The stimulation of tight gas reservoirs normally uses aqueous fracturing fluids (such as water, salt brine and slickwater) which do not contain viscosifying polymers.
Slickwater fracturing refers to stimulation of a well by pumping water at high rates into the well, thereby creating a fracture in the productive formation. Slickwater fracturing is generally cheaper than conventional fracturing treatments which rely upon fracturing fluids containing a viscosifying polymer and/or gelled or gellable surfactant.
In addition, such fluids introduce less damage into the formation in light of the absence of a viscosifying polymer and/or surfactant in the fluid.
When aqueous fluids not containing a viscosfiying polymer are used in stimulation, the pressure during the pumping stage is normally lower than that required in fracturing treatments using viscosifying polymers. Such lower pressure is needed in order to reduce the frictional drag of the aqueous fluid against the well tubulars.
Polyacrylamide polymers are widely used as friction reducers for this purpose.
Polyacrylamide emulsions, however, are typically unacceptable, for use in the treatment of low permeability reservoirs, especially those found in cold climates. For instance, polyacrylamides typically precipitate from aqueous emulsions in the presence of an alcohol. Further, such fluids typically exhibit poor leakoff control of filtrate into the formation in light of their unviscosified nature.
A need exists therefore for aqueous based fracturing fluids, such as slickwater fracturing fluids, which are acceptable for use in low permeability reservoirs, especially in reservoirs which are exposed to cold climates.

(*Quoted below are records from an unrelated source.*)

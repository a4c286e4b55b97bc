use std::f32::consts::PI;

use nalgebra::Rotation3;

use crate::{
    geometry::{FloatType, Ray, TexturePoint, WorldBox, WorldPoint, WorldVector, normalize_or_self},
    scene::{Object, ShapeHit, in_range},
};

use super::solve_quadratic;

#[derive(Clone, Debug, PartialEq)]
pub struct Sphere {
    pub center: WorldPoint,
    pub radius: FloatType,
}

impl Sphere {
    pub fn new(center: WorldPoint, radius: FloatType) -> Self {
        Sphere {
            center,
            radius: radius.abs(),
        }
    }

    /// Nearest hit in range whose point passes `accept`.
    /// Used by composite bodies to cut openings into a sphere.
    pub(crate) fn intersect_where(
        &self,
        ray: &Ray,
        t_min: FloatType,
        t_max: FloatType,
        accept: impl Fn(&WorldPoint) -> bool,
    ) -> Option<ShapeHit> {
        let oc = ray.origin - self.center;
        let (t1, t2) = solve_quadratic(
            ray.direction.dot(&ray.direction),
            2.0 * oc.dot(&ray.direction),
            oc.dot(&oc) - self.radius * self.radius,
        )?;

        [t1, t2]
            .into_iter()
            .filter(|t| in_range(*t, t_min, t_max))
            .map(|t| (t, ray.point_at(t)))
            .find(|(_, point)| accept(point))
            .map(|(t, point)| {
                let normal = (point - self.center) / self.radius;
                ShapeHit::new(t, point, normal).with_texture_coordinates(spherical_uv(&normal))
            })
    }
}

impl Object for Sphere {
    fn intersect(&self, ray: &Ray, t_min: FloatType, t_max: FloatType) -> Option<ShapeHit> {
        self.intersect_where(ray, t_min, t_max, |_| true)
    }

    fn get_bounding_box(&self) -> WorldBox {
        WorldBox::from_center(self.center, WorldVector::repeat(self.radius))
    }

    fn translate(&mut self, delta: &WorldVector) {
        self.center += delta;
    }

    fn rotate(&mut self, _rotation: &Rotation3<FloatType>) {}

    fn center(&self) -> WorldPoint {
        self.center
    }

    fn support(&self, direction: &WorldVector) -> WorldPoint {
        self.center + normalize_or_self(*direction) * self.radius
    }
}

fn spherical_uv(normal: &WorldVector) -> TexturePoint {
    TexturePoint::new(
        0.5 + normal.z.atan2(normal.x) / (2.0 * PI),
        0.5 + normal.y.clamp(-1.0, 1.0).asin() / PI,
    )
}

#[cfg(test)]
mod tests {
    use super::*;
    use assert2::{assert, let_assert};

    fn sphere() -> Sphere {
        Sphere::new([1.0, 2.0, 3.0].into(), 1.0)
    }

    #[test]
    fn test_direct_hit_through_center() {
        let ray = Ray::new([1.0, 2.0, 0.0].into(), [0.0, 0.0, 1.0].into());
        let_assert!(Some(h) = sphere().intersect(&ray, 0.0, f32::INFINITY));
        assert!((h.t - 2.0).abs() < 1e-6);
        assert!((h.normal - WorldVector::new(0.0, 0.0, -1.0)).norm() < 1e-6);
    }

    #[test]
    fn test_near_grazing_hit() {
        let ray = Ray::new([1.99, 2.0, 0.0].into(), [0.0, 0.0, 1.0].into());
        let_assert!(Some(h) = sphere().intersect(&ray, 0.0, f32::INFINITY));
        assert!((h.t - 3.0).abs() < 0.2);
    }

    #[test]
    fn test_exact_grazing_counts_as_miss() {
        let ray = Ray::new([2.0, 2.0, 0.0].into(), [0.0, 0.0, 1.0].into());
        assert!(sphere().intersect(&ray, 0.0, f32::INFINITY).is_none());
    }

    #[test]
    fn test_narrow_miss() {
        let ray = Ray::new([2.0, 2.01, 0.0].into(), [0.0, 0.0, 1.0].into());
        assert!(sphere().intersect(&ray, 0.0, f32::INFINITY).is_none());
    }

    #[test]
    fn test_inside_hits_far_side() {
        let ray = Ray::new([1.0, 2.0, 3.0].into(), [0.0, 0.0, 1.0].into());
        let_assert!(Some(h) = sphere().intersect(&ray, 0.0, f32::INFINITY));
        assert!((h.t - 1.0).abs() < 1e-6);
    }

    #[test]
    fn test_t_max_is_inclusive_bound() {
        let ray = Ray::new([1.0, 2.0, 0.0].into(), [0.0, 0.0, 1.0].into());
        assert!(sphere().intersect(&ray, 0.0, 1.5).is_none());
        assert!(sphere().intersect(&ray, 2.5, 10.0).is_some_and(|h| (h.t - 4.0).abs() < 1e-5));
    }
}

Summary of the Invention Hydraulic fracturing using aqueous fracturing fluids is enhanced by the use of a well treatment fluid which is void of a viscosifying polymer. The fluid contains, as a friction reducer, a high molecular weight polyacrylate of the formula:
(A)a(B)b(C)c, wherein A is a dialkylaminoalkyl acrylate monomer or its quaternary ammonium or acid addition salt, B is a dialkylaminoalkyl methacrylate monomer or its quaternary ammonium or acid addition salt, C is a monomer that is polymerizable with A or B, a as an integer of 0 or greater, b is an integer of 0 or greater, c is an integer greater than 0 and either a or b, or both, must be 1 or greater.
The alkyl portions of the A and B monomers are preferably C1- C8 alkyl groups.
At least one of A and B is preferably quaternized. Acrylamide is especially desirable as the C monomer. In a preferred embodiment, the high molecular polyacrylate is polyquaternium 32.
In addition, the fluid for use in the invention contains water and an alcohol, such as a C1-C4 alkanol.
The method described herein using the well treatment fluid reduces leak-off from natural and created fractures into the pores of the formation. The well treatment fluids are particularly desirable in the stimulation of tight gas reservoirs where slickwater fracturing is desired.
The well treatment fluid may further be used in the cleaning of a wellbore.
For instance, the well treatment fluid may be used as a cleanout fluid in conjunction with a coiled tubing assembly.
The well treatment fluids described herein typically provide greater than 50%
more friction reduction compared to similar well treatment fluids which do not contain the high molecular polyacrylate.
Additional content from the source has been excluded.